The expected answer is a copy of every line in the listing that has the word "StatusCode".
*** Opening of DATASET ENTRIES ***
//! Metrics exposition over HTTP
//!
//! `GET /metrics` renders the coordinator's view as OpenMetrics text on every
//! scrape; `GET /status` returns the same data as JSON.

use std::collections::BTreeMap;
use std::net::SocketAddr;
use std::sync::atomic::AtomicU64;
use std::sync::Arc;

use axum::extract::State;
use axum::http::{header, StatusCode};
use axum::response::{IntoResponse, Response};
use axum::routing::get;
use axum::{Json, Router};
use parking_lot::Mutex;
use prometheus_client::encoding::text::encode;
use prometheus_client::encoding::EncodeLabelSet;
use prometheus_client::metrics::family::Family;
use prometheus_client::metrics::gauge::Gauge;
use prometheus_client::registry::Registry;
use serde::Serialize;
use tokio::net::TcpListener;
use tokio::task::JoinHandle;
use tracing::{info, warn};

use surge_coordinator::{MetricsView, SchedulerStatus};
use surge_core::{ClusterSnapshot, NodeId, NodeResources, SurgeError, SurgeResult};

pub const OPENMETRICS_CONTENT_TYPE: &str =
    "application/openmetrics-text; version=1.0.0; charset=utf-8";

type FloatGauge = Gauge<f64, AtomicU64>;

/// Label set of the per-node families
#[derive(Clone, Debug, Hash, PartialEq, Eq, EncodeLabelSet)]
pub struct NodeLabels {
    pub node: String,
}

/// Gauges mirroring a [`MetricsView`]
#[derive(Debug)]
pub struct Exposition {
    registry: Registry,
    total_clients: Gauge,
    avg_startup: FloatGauge,
    avg_bitrate: FloatGauge,
    avg_buffers: FloatGauge,
    avg_buffer_time: FloatGauge,
    drop_rate: FloatGauge,
    active_nodes: Gauge,
    connected_nodes: Gauge,
    ramp_step: Gauge,
    node_cpu: Family<NodeLabels, FloatGauge>,
    node_mem: Family<NodeLabels, FloatGauge>,
    node_clients: Family<NodeLabels, FloatGauge>,
    node_failures: Family<NodeLabels, FloatGauge>,
    /// Held across refresh and encode so scrapes never see a half-filled family
    scrape: Mutex<()>,
}

impl Exposition {
    pub fn new() -> Self {
        let mut registry = Registry::default();

        let total_clients = Gauge::default();
        registry.register(
            "surge_total_clients",
            "Connected clients summed over active nodes",
            total_clients.clone(),
        );
        let avg_startup = FloatGauge::default();
        registry.register(
            "surge_avg_startup_ms",
            "Mean of node-level average startup delay",
            avg_startup.clone(),
        );
        let avg_bitrate = FloatGauge::default();
        registry.register(
            "surge_avg_bitrate_kbps",
            "Mean of node-level average bitrate",
            avg_bitrate.clone(),
        );
        let avg_buffers = FloatGauge::default();
        registry.register(
            "surge_avg_buffer_events",
            "Mean of node-level average buffering events",
            avg_buffers.clone(),
        );
        let avg_buffer_time = FloatGauge::default();
        registry.register(
            "surge_avg_buffer_time_ms",
            "Mean of node-level average buffering time",
            avg_buffer_time.clone(),
        );
        let drop_rate = FloatGauge::default();
        registry.register(
            "surge_drop_rate",
            "Fractional net client loss since the previous aggregation",
            drop_rate.clone(),
        );
        let active_nodes = Gauge::default();
        registry.register(
            "surge_active_nodes",
            "Nodes counted in the last aggregation",
            active_nodes.clone(),
        );
        let connected_nodes = Gauge::default();
        registry.register(
            "surge_connected_nodes",
            "Nodes currently connected",
            connected_nodes.clone(),
        );
        let ramp_step = Gauge::default();
        registry.register(
            "surge_ramp_step",
            "Last ramp step shipped (-1 before the first)",
            ramp_step.clone(),
        );

        let node_cpu = Family::<NodeLabels, FloatGauge>::default();
        registry.register("surge_node_cpu", "CPU load reported by the node", node_cpu.clone());
        let node_mem = Family::<NodeLabels, FloatGauge>::default();
        registry.register("surge_node_mem", "Memory ratio reported by the node", node_mem.clone());
        let node_clients = Family::<NodeLabels, FloatGauge>::default();
        registry.register(
            "surge_node_clients",
            "Clients the node reports running",
            node_clients.clone(),
        );
        let node_failures = Family::<NodeLabels, FloatGauge>::default();
        registry.register(
            "surge_node_failures",
            "Failure counter reported by the node",
            node_failures.clone(),
        );

        Exposition {
            registry,
            total_clients,
            avg_startup,
            avg_bitrate,
            avg_buffers,
            avg_buffer_time,
            drop_rate,
            active_nodes,
            connected_nodes,
            ramp_step,
            node_cpu,
            node_mem,
            node_clients,
            node_failures,
            scrape: Mutex::new(()),
        }
    }

    /// Copy the current view into the gauges
    fn refresh(&self, view: &MetricsView) {
        let cluster = view.cluster();
        self.total_clients.set(cluster.total_clients as i64);
        self.avg_startup.set(cluster.avg_startup);
        self.avg_bitrate.set(cluster.avg_bitrate);
        self.avg_buffers.set(cluster.avg_buffers);
        self.avg_buffer_time.set(cluster.avg_buffer_time);
        self.drop_rate.set(cluster.drop_rate);
        self.active_nodes.set(cluster.active_nodes as i64);

        let scheduler = view.scheduler();
        self.connected_nodes.set(scheduler.connected_nodes as i64);
        self.ramp_step
            .set(scheduler.current_step.map(|s| s as i64).unwrap_or(-1));

        // Disconnected nodes must not linger in the output
        self.node_cpu.clear();
        self.node_mem.clear();
        self.node_clients.clear();
        self.node_failures.clear();
        for (id, figures) in view.nodes() {
            let labels = NodeLabels {
                node: id.to_string(),
            };
            let families = [
                (&self.node_cpu, figures.cpu),
                (&self.node_mem, figures.mem),
                (&self.node_clients, figures.clients),
                (&self.node_failures, figures.failures),
            ];
            for (family, value) in families {
                if let Some(value) = value {
                    family.get_or_create(&labels).set(value);
                }
            }
        }
    }

    /// Refresh from `view` and encode as OpenMetrics text
    pub fn render(&self, view: &MetricsView) -> SurgeResult<String> {
        let _scrape = self.scrape.lock();
        self.refresh(view);
        let mut body = String::new();
        encode(&mut body, &self.registry).map_err(|e| SurgeError::Sink(e.to_string()))?;
        Ok(body)
    }
}

impl Default for Exposition {
    fn default() -> Self {
        Self::new()
    }
}

/// JSON body of `GET /status`
#[derive(Clone, Debug, Serialize)]
pub struct StatusReport {
    pub cluster: ClusterSnapshot,
    pub scheduler: SchedulerStatus,
    pub nodes: BTreeMap<NodeId, NodeResources>,
}

#[derive(Clone)]
struct AppState {
    view: MetricsView,
    exposition: Arc<Exposition>,
}

/// HTTP routes over `view`
pub fn router(view: MetricsView) -> Router {
    let state = AppState {
        view,
        exposition: Arc::new(Exposition::new()),
    };
    Router::new()
        .route("/metrics", get(metrics_handler))
        .route("/status", get(status_handler))
        .with_state(state)
}

async fn metrics_handler(State(state): State<AppState>) -> Response {
    match state.exposition.render(&state.view) {
        Ok(body) => {
            ([(header::CONTENT_TYPE, OPENMETRICS_CONTENT_TYPE)], body).into_response()
        }
        Err(e) => {
            warn!("failed to encode metrics: {}", e);
            (StatusCode::INTERNAL_SERVER_ERROR, e.to_string()).into_response()
        }
    }
}

async fn status_handler(State(state): State<AppState>) -> Json<StatusReport> {
    Json(StatusReport {
        cluster: state.view.cluster(),
        scheduler: state.view.scheduler(),
        nodes: state.view.nodes(),
    })
}

/// Bind `addr` and serve the exposition routes in the background
pub async fn serve(
    addr: SocketAddr,
    view: MetricsView,
) -> SurgeResult<(SocketAddr, JoinHandle<()>)> {
    let listener = TcpListener::bind(addr)
        .await
        .map_err(|source| SurgeError::Bind { addr, source })?;
    let local_addr = listener.local_addr()?;
    info!(addr = %local_addr, "serving metrics");

    let task = tokio::spawn(async move {
        if let Err(e) = axum::serve(listener, router(view)).await {
            warn!("metrics server stopped: {}", e);
        }
    });
    Ok((local_addr, task))
}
*** Close of DATASET ENTRIES ***
- **COMPLETED EXERCISE**:
use axum::http::{header, StatusCode};
            (StatusCode::INTERNAL_SERVER_ERROR, e.to_string()).into_response()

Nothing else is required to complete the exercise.